Task prompt -
In the listing that follows, how many lines have the word "tracked" in them? Give only the number.

***** Excerpted data

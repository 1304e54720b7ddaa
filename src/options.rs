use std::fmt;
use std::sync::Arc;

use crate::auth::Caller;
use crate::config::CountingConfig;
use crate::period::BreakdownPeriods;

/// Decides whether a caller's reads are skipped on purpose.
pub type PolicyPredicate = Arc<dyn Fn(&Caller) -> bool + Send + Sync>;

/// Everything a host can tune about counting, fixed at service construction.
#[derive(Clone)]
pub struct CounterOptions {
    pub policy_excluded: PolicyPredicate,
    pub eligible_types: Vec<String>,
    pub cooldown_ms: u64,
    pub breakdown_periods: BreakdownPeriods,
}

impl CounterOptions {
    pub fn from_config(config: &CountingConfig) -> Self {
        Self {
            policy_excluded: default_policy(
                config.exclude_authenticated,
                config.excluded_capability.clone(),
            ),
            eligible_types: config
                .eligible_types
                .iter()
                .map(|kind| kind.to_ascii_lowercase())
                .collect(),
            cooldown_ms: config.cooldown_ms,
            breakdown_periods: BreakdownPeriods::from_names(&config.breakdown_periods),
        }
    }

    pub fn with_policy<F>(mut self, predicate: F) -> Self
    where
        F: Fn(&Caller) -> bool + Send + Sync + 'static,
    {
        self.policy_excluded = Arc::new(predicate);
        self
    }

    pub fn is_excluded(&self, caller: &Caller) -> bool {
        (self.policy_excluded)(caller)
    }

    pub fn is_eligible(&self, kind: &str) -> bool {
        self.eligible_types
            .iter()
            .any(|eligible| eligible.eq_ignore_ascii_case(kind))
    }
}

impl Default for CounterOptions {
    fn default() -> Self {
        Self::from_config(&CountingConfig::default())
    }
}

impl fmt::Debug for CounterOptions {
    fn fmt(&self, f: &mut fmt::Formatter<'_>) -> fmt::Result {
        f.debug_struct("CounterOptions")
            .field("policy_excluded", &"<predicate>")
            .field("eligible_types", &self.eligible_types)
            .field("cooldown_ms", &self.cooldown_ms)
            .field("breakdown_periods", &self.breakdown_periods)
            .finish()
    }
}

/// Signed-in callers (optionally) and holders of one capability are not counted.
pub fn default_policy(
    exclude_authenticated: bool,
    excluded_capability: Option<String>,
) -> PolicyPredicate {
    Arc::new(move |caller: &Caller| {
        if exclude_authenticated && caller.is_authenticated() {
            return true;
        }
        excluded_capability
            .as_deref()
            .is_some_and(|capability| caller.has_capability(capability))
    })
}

**********
***** Excerpted data

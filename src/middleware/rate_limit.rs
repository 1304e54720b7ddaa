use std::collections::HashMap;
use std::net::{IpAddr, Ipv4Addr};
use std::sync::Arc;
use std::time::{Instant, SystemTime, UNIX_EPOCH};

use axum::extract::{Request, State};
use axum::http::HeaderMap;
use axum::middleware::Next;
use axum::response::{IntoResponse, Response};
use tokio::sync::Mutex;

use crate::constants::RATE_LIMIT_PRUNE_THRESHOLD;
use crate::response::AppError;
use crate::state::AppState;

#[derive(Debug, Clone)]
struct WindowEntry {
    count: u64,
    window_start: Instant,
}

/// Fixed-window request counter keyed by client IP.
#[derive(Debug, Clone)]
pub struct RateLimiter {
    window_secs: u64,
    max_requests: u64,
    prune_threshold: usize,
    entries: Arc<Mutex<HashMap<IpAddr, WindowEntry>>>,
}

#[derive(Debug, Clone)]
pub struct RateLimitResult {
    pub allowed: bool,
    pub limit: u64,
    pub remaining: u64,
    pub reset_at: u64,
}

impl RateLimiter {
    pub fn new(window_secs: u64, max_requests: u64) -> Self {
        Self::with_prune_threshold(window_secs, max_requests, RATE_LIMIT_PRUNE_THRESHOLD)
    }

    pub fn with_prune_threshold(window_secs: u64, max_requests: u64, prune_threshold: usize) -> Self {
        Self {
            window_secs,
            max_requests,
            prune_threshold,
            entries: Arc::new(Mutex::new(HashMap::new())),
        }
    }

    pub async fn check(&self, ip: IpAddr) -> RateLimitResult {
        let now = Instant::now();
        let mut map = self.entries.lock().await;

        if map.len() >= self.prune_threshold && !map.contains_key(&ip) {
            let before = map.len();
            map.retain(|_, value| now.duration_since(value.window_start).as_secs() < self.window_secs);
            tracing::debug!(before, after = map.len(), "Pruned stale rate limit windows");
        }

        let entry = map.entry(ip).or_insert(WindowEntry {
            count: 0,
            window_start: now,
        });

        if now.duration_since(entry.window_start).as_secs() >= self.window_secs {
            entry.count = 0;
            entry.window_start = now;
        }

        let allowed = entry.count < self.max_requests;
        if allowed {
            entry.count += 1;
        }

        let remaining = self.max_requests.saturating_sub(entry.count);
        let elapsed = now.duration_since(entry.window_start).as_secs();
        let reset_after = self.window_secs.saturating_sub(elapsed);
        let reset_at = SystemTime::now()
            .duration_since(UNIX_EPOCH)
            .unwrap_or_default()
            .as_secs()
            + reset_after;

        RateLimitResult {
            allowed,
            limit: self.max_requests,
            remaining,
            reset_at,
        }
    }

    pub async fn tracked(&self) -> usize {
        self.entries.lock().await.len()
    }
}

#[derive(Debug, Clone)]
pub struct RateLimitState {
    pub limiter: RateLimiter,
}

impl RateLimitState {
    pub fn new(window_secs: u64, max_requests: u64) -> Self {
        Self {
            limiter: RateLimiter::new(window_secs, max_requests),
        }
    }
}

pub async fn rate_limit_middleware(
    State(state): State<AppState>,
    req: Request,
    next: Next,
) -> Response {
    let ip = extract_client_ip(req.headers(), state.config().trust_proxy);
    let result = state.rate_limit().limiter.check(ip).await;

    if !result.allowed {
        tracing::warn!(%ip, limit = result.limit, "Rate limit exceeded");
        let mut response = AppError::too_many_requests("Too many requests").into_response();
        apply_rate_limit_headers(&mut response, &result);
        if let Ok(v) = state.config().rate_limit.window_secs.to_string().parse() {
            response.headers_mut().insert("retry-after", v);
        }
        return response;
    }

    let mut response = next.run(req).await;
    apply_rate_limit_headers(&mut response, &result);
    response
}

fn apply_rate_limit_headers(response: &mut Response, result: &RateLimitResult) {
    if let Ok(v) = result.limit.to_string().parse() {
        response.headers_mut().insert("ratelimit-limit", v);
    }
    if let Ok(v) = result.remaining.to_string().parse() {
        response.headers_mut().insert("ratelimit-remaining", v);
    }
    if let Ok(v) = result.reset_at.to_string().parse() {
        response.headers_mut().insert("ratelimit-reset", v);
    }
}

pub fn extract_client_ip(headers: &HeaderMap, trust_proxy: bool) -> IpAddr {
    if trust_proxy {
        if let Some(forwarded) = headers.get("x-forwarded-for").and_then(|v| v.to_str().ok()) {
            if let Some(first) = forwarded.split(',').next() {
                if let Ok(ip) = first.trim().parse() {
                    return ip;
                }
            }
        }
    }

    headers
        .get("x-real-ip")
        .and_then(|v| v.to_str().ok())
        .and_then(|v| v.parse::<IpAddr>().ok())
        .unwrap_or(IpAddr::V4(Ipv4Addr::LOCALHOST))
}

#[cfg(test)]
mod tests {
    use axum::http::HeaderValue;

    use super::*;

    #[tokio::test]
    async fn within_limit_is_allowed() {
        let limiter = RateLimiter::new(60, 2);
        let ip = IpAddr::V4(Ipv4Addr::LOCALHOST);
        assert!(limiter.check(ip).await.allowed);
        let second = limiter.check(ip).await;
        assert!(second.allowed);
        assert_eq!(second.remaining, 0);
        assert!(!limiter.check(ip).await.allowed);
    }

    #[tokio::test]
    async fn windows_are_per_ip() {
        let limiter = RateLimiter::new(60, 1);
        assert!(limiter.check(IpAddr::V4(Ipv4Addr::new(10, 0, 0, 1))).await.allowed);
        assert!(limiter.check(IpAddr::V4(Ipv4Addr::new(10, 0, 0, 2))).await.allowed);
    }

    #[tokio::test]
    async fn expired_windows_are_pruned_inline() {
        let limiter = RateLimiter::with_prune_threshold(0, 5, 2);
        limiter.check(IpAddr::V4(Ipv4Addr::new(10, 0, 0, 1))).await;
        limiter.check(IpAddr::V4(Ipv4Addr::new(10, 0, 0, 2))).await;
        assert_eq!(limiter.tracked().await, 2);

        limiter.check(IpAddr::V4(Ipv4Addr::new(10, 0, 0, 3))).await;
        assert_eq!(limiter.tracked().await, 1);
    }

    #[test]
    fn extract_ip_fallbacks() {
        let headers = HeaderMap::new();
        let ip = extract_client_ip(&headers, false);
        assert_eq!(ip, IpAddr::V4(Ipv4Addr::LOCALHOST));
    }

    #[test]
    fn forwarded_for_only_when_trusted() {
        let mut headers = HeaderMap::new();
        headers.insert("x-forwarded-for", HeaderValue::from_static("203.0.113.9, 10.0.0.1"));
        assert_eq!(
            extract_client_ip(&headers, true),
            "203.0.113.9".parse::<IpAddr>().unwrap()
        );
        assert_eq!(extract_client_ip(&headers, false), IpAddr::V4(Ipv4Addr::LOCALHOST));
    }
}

**********
***** Excerpted data

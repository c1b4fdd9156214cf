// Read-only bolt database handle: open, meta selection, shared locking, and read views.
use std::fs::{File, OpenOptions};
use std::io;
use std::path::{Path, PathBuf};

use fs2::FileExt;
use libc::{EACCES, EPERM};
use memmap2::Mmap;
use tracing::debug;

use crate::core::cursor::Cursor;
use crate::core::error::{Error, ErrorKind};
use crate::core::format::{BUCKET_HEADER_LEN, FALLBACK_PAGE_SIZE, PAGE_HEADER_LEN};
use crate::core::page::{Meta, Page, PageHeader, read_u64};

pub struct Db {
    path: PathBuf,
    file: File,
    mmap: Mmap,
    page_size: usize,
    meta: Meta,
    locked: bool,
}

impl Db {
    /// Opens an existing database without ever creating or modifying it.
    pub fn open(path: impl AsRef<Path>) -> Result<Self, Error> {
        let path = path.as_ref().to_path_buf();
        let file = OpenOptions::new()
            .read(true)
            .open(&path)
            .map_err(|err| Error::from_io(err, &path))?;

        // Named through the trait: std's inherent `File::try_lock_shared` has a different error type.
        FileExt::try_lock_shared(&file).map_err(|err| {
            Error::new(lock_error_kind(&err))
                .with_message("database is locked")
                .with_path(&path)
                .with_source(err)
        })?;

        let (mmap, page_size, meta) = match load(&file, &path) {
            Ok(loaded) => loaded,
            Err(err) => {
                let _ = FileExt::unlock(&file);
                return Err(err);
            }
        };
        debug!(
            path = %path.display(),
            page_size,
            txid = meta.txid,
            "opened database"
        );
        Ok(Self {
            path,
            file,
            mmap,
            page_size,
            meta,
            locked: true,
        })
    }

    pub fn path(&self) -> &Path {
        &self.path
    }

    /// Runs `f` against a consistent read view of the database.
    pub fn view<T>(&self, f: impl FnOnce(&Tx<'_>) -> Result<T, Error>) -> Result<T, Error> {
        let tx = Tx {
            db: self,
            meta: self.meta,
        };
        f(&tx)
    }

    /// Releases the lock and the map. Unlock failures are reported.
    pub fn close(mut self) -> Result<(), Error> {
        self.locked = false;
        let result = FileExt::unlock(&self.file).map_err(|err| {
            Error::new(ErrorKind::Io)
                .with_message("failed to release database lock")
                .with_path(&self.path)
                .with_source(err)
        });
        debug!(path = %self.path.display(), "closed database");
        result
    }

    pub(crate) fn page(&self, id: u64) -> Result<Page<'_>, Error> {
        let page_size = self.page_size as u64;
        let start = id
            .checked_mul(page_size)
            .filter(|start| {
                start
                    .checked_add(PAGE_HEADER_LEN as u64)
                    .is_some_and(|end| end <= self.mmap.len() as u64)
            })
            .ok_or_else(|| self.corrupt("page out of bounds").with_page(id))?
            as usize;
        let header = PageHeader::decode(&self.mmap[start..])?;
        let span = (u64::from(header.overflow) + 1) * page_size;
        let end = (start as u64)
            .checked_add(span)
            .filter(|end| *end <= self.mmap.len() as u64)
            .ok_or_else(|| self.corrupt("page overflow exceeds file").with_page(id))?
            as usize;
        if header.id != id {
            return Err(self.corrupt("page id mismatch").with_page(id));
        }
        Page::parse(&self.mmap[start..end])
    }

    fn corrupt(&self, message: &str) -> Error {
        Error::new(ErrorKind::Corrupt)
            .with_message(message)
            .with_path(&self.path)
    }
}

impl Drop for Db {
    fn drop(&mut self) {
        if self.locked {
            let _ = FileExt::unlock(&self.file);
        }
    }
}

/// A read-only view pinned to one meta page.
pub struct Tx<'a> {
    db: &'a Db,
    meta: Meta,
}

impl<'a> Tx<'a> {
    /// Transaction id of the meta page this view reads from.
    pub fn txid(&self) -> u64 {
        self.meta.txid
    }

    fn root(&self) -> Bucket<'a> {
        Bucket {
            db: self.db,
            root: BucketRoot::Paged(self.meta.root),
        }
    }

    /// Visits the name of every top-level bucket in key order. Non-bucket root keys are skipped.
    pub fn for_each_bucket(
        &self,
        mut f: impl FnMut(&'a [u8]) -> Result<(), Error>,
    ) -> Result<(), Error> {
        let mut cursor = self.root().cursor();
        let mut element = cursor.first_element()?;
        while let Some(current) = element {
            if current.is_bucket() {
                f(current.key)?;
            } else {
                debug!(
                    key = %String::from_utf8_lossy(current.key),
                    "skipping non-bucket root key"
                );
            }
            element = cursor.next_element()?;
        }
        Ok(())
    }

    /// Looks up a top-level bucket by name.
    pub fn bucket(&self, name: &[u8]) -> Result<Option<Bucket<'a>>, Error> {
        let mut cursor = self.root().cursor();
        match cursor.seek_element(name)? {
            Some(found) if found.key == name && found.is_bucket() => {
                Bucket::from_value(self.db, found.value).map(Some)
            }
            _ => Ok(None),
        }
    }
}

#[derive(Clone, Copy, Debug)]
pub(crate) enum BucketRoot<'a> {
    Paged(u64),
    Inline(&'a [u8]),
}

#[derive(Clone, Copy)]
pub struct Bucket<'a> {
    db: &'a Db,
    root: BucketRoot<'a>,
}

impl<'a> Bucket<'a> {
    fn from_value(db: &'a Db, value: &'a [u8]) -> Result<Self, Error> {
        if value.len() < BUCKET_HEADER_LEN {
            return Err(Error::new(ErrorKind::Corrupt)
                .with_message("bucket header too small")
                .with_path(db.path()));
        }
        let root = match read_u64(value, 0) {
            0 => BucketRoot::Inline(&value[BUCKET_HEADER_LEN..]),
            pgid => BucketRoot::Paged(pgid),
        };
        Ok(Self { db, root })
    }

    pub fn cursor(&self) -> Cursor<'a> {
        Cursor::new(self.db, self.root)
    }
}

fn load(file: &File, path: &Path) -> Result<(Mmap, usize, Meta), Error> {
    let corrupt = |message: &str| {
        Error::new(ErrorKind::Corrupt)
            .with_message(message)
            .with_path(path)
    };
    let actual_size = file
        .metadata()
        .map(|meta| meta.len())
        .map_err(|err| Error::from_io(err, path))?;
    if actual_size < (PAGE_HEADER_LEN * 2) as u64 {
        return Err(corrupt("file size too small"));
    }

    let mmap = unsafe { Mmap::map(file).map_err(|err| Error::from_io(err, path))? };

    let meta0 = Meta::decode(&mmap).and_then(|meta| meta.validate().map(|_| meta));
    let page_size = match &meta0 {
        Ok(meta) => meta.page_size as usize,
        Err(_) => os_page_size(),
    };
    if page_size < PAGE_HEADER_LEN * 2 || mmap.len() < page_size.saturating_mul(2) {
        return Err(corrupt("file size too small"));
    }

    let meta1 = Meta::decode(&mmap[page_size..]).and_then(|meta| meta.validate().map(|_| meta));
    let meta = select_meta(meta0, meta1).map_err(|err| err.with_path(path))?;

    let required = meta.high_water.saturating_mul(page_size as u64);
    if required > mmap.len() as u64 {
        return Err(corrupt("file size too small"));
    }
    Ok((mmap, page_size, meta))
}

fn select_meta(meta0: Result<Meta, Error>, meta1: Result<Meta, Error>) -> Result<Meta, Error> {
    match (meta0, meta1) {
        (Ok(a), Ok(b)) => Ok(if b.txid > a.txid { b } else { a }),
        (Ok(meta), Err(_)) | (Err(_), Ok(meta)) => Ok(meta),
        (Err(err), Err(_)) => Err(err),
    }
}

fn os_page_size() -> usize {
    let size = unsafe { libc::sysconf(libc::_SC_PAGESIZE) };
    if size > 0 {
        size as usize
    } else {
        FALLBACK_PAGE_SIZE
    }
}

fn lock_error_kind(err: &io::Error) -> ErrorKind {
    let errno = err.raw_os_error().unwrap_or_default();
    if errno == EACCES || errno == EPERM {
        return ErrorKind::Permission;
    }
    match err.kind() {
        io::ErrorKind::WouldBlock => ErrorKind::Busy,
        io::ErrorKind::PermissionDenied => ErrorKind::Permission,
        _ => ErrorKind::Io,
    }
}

**********

Exercise result -
3